━━━━━ Material to process ━━━━━

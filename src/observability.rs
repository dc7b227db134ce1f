//! Observability utilities.
//!
//! Tracing is initialized once per process from [`ObservabilityConfig`];
//! environment variables override the configured defaults so deployments can
//! retune logging without touching configuration files.

use std::sync::OnceLock;
use tracing_subscriber::{fmt, prelude::*, EnvFilter};

use crate::types::ObservabilityConfig;

static TRACING_INIT: OnceLock<()> = OnceLock::new();

/// Install the global tracing subscriber.
///
/// The filter comes from `RUST_LOG` when set, otherwise from
/// `config.log_level`. Output is compact text unless JSON is requested,
/// either via `config.json_logs` or `TOOLHUB_LOG_FORMAT=json`. Later calls
/// are ignored, so embedding crates may call this unconditionally.
pub fn init_tracing(config: &ObservabilityConfig) {
    TRACING_INIT.get_or_init(|| {
        let filter = EnvFilter::try_from_default_env()
            .unwrap_or_else(|_| EnvFilter::new(&config.log_level));

        let json = match std::env::var("TOOLHUB_LOG_FORMAT") {
            Ok(value) => value.eq_ignore_ascii_case("json"),
            Err(_) => config.json_logs,
        };

        let registry = tracing_subscriber::registry().with(filter);
        let result = if json {
            registry.with(fmt::layer().json()).try_init()
        } else {
            registry.with(fmt::layer().compact()).try_init()
        };

        if let Err(err) = result {
            eprintln!("tracing init skipped: {err}");
        }
    });
}

#[cfg(test)]
mod tests {
    use super::*;

    #[test]
    fn init_tracing_accepts_repeated_calls() {
        let config = ObservabilityConfig::default();
        init_tracing(&config);

        // A second call with different settings is a no-op, not a panic.
        let noisy = ObservabilityConfig {
            log_level: "debug".to_string(),
            json_logs: true,
        };
        init_tracing(&noisy);
    }
}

━━━━━

* Exercise brief
Your reply should consist of a single number, the count of lines in the records above that contain the string "registry".

* Output below
3